By controlling the responses of their “center” photoreceptors (based on the responses of the surrounding photoreceptors), the horizontal cells indirectly produce the bipolar cell receptive field surround effect. The surround effect produced by the horizontal cell is weaker than the center effect.
The surround effect, produced by the horizontal cells, enhances brightness contrasts to produce sharper images, to make an object appear brighter or darker depending on the background and to maintain these contrasts under different illumination levels.
Retinal Ganglion Cells
Within the inner plexiform layer, the axon terminals of bipolar cells (the 2° visual afferents) synapse on the dendritic processes of amacrine cells and ganglion cells. As in most neurons, depolarization results in neurotransmitter release by the bipolar cell at its axon terminals. Most bipolar cells release glutamate, which is excitatory to most ganglion cells (i.e., depolarizes ganglion cells). The amacrine cells may synapse with bipolar cells, other amacrine cells or ganglion cells. It is the axons of the retinal ganglion cells (the 3° visual afferents) that exit the eye to form the optic nerve and deliver visual information to the lateral geniculate nucleus of the thalamus and to other diencephalic and midbrain structures.

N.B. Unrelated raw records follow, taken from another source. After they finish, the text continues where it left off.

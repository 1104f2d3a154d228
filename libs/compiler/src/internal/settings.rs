use foundry_compilers::artifacts::Settings;
use serde_json::{json, Value};

use super::errors::{map_invocation_error, Result};

/// Artifacts the analysis request needs from every contract, plus per-file ASTs.
const CONTRACT_OUTPUTS: &[&str] = &[
  "abi",
  "evm.bytecode.object",
  "evm.bytecode.sourceMap",
  "evm.deployedBytecode.object",
  "evm.deployedBytecode.sourceMap",
];

/// Default solc settings with the output selection replaced by what analysis consumes.
pub(crate) fn analysis_settings() -> Result<Settings> {
  let mut base = map_invocation_error(
    serde_json::to_value(Settings::default()),
    "Failed to serialise base compiler settings",
  )?;
  if let Value::Object(map) = &mut base {
    map.remove("outputSelection");
  }

  merge_settings_json(
    &mut base,
    json!({
      "outputSelection": {
        "*": {
          "*": CONTRACT_OUTPUTS,
          "": ["ast"]
        }
      }
    }),
  );

  map_invocation_error(
    serde_json::from_value(base),
    "Failed to parse compiler settings",
  )
}

pub(crate) fn merge_settings_json(base: &mut Value, overrides: Value) {
  match (base, overrides) {
    (Value::Object(base_map), Value::Object(overrides_map)) => {
      for (key, value) in overrides_map {
        match base_map.get_mut(&key) {
          Some(existing) => merge_settings_json(existing, value),
          None => {
            base_map.insert(key, value);
          }
        }
      }
    }
    (target, value) => {
      *target = value;
    }
  }
}

#[cfg(test)]
mod tests {
  use super::*;

  #[test]
  fn output_selection_requests_source_maps_and_ast() {
    let settings = analysis_settings().expect("settings");
    let value = serde_json::to_value(&settings).expect("serialise");
    let contract = &value["outputSelection"]["*"]["*"];
    let requested: Vec<&str> = contract
      .as_array()
      .expect("array")
      .iter()
      .filter_map(Value::as_str)
      .collect();
    assert!(requested.contains(&"evm.bytecode.sourceMap"));
    assert!(requested.contains(&"evm.deployedBytecode.sourceMap"));
    assert_eq!(value["outputSelection"]["*"][""][0], "ast");
  }

  #[test]
  fn merge_overrides_nested_keys_only() {
    let mut base = json!({ "optimizer": { "enabled": false, "runs": 200 } });
    merge_settings_json(&mut base, json!({ "optimizer": { "enabled": true } }));
    assert_eq!(base, json!({ "optimizer": { "enabled": true, "runs": 200 } }));
  }
}
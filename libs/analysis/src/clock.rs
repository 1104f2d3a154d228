//! Time source for the polling loop.

use std::cell::{Cell, RefCell};
use std::time::{Duration, Instant};

/// Monotonic time plus the ability to wait. `now` is measured from an arbitrary fixed origin.
pub trait Clock {
  fn now(&self) -> Duration;
  fn sleep(&self, duration: Duration);
}

impl<T: Clock + ?Sized> Clock for &T {
  fn now(&self) -> Duration {
    (**self).now()
  }

  fn sleep(&self, duration: Duration) {
    (**self).sleep(duration)
  }
}

/// Wall clock backed by [`Instant`] and [`std::thread::sleep`].
#[derive(Debug, Clone, Copy)]
pub struct SystemClock {
  origin: Instant,
}

impl SystemClock {
  pub fn new() -> Self {
    Self {
      origin: Instant::now(),
    }
  }
}

impl Default for SystemClock {
  fn default() -> Self {
    Self::new()
  }
}

impl Clock for SystemClock {
  fn now(&self) -> Duration {
    self.origin.elapsed()
  }

  fn sleep(&self, duration: Duration) {
    std::thread::sleep(duration);
  }
}

/// Fake clock that only moves when slept on. Every sleep is recorded.
#[derive(Debug, Default)]
pub struct ManualClock {
  now: Cell<Duration>,
  sleeps: RefCell<Vec<Duration>>,
}

impl ManualClock {
  pub fn new() -> Self {
    Self::default()
  }

  pub fn advance(&self, duration: Duration) {
    self.now.set(self.now.get() + duration);
  }

  pub fn sleeps(&self) -> Vec<Duration> {
    self.sleeps.borrow().clone()
  }
}

impl Clock for ManualClock {
  fn now(&self) -> Duration {
    self.now.get()
  }

  fn sleep(&self, duration: Duration) {
    self.sleeps.borrow_mut().push(duration);
    self.advance(duration);
  }
}
//! Command-line arguments.

use std::path::PathBuf;

use analysis::request::DEFAULT_TOOL_NAME;
use analysis::{AnalysisMode, RequestOptions};
use clap::{Parser, ValueEnum};

use crate::pipeline::Invocation;
use crate::report::Format;

#[derive(Debug, Parser)]
#[command(
  name = "sabre",
  version,
  about = "Compile a Solidity contract and submit it for security analysis",
  long_about = "Compile a Solidity contract with the solc version its pragma asks for and submit \
                it to the analysis service.\n\n\
                Credentials are read from MYTHX_ETH_ADDRESS and MYTHX_PASSWORD; without them \
                the trial identity is used."
)]
pub struct Cli {
  /// Solidity source file to analyse.
  #[arg(value_name = "FILE")]
  pub file: PathBuf,

  /// Contract to analyse (default: the last deployable contract in FILE).
  #[arg(value_name = "CONTRACT")]
  pub contract: Option<String>,

  /// Analysis depth.
  #[arg(long, value_enum, default_value_t = ModeArg::Quick)]
  pub mode: ModeArg,

  /// Report format.
  #[arg(long, value_enum, default_value_t = Format::Text)]
  pub format: Format,

  /// Tool name reported to the service.
  #[arg(long = "clientToolName", value_name = "NAME", default_value = DEFAULT_TOOL_NAME)]
  pub client_tool_name: String,

  /// Ask the service not to reuse results of an identical earlier submission.
  #[arg(long = "noCacheLookup")]
  pub no_cache_lookup: bool,

  /// Echo raw requests and responses to stderr and enable debug logging.
  #[arg(long)]
  pub debug: bool,
}

#[derive(Debug, Clone, Copy, PartialEq, Eq, ValueEnum)]
pub enum ModeArg {
  Quick,
  Full,
}

impl From<ModeArg> for AnalysisMode {
  fn from(mode: ModeArg) -> Self {
    match mode {
      ModeArg::Quick => AnalysisMode::Quick,
      ModeArg::Full => AnalysisMode::Full,
    }
  }
}

impl Cli {
  pub fn invocation(&self) -> Invocation {
    Invocation {
      file: self.file.clone(),
      contract: self.contract.clone(),
      options: RequestOptions {
        mode: self.mode.into(),
        tool_name: self.client_tool_name.clone(),
        no_cache_lookup: self.no_cache_lookup,
      },
    }
  }
}

#[cfg(test)]
mod tests {
  use clap::error::ErrorKind;

  use super::*;

  #[test]
  fn defaults() {
    let cli = Cli::try_parse_from(["sabre", "Token.sol"]).expect("parse");
    let invocation = cli.invocation();
    assert_eq!(invocation.file, PathBuf::from("Token.sol"));
    assert_eq!(invocation.contract, None);
    assert_eq!(invocation.options, RequestOptions::default());
    assert_eq!(cli.format, Format::Text);
    assert!(!cli.debug);
  }

  #[test]
  fn all_options() {
    let cli = Cli::try_parse_from([
      "sabre",
      "contracts/Token.sol",
      "Token",
      "--mode",
      "full",
      "--format",
      "stylish",
      "--clientToolName",
      "ci-runner",
      "--noCacheLookup",
      "--debug",
    ])
    .expect("parse");
    let invocation = cli.invocation();
    assert_eq!(invocation.contract.as_deref(), Some("Token"));
    assert_eq!(invocation.options.mode, AnalysisMode::Full);
    assert_eq!(invocation.options.tool_name, "ci-runner");
    assert!(invocation.options.no_cache_lookup);
    assert_eq!(cli.format, Format::Stylish);
    assert!(cli.debug);
  }

  #[test]
  fn rejects_unknown_values() {
    let err = Cli::try_parse_from(["sabre", "Token.sol", "--mode", "deep"]).expect_err("invalid");
    assert_eq!(err.kind(), ErrorKind::InvalidValue);

    let err = Cli::try_parse_from(["sabre"]).expect_err("missing file");
    assert_eq!(err.kind(), ErrorKind::MissingRequiredArgument);
  }

  #[test]
  fn version_flag_short_circuits_parsing() {
    let err = Cli::try_parse_from(["sabre", "--version"]).expect_err("version");
    assert_eq!(err.kind(), ErrorKind::DisplayVersion);
  }
}
use super::Report;

pub(super) fn render(report: &Report) -> serde_json::Result<String> {
  serde_json::to_string_pretty(report)
}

Ganglion Cell Response Properties. The retinal ganglion cells are the final retinal elements in the direct pathway from the eye to the brain. Because they must carry visual information some distance from the eye, they posses voltage-gated sodium channels in their axonal membranes and generate action potentials when they are depolarized by the glutamate released by the bipolar cells.
The off bipolar cell (Figure 14.27, Right) will depolarize when it is dark on its center cones and will therefore release glutamate when it is dark on the center of its receptive field. This will result in the depolarization of the retinal ganglion cells with which the off bipolar synapses and in the production of action potentials (i.e., discharges) by these ganglion cells (Figure 14.27, Right). Consequently, the retinal ganglion cells that synapse with off bipolar cells will have off-center/on-surround receptive fields and are called off ganglion cells.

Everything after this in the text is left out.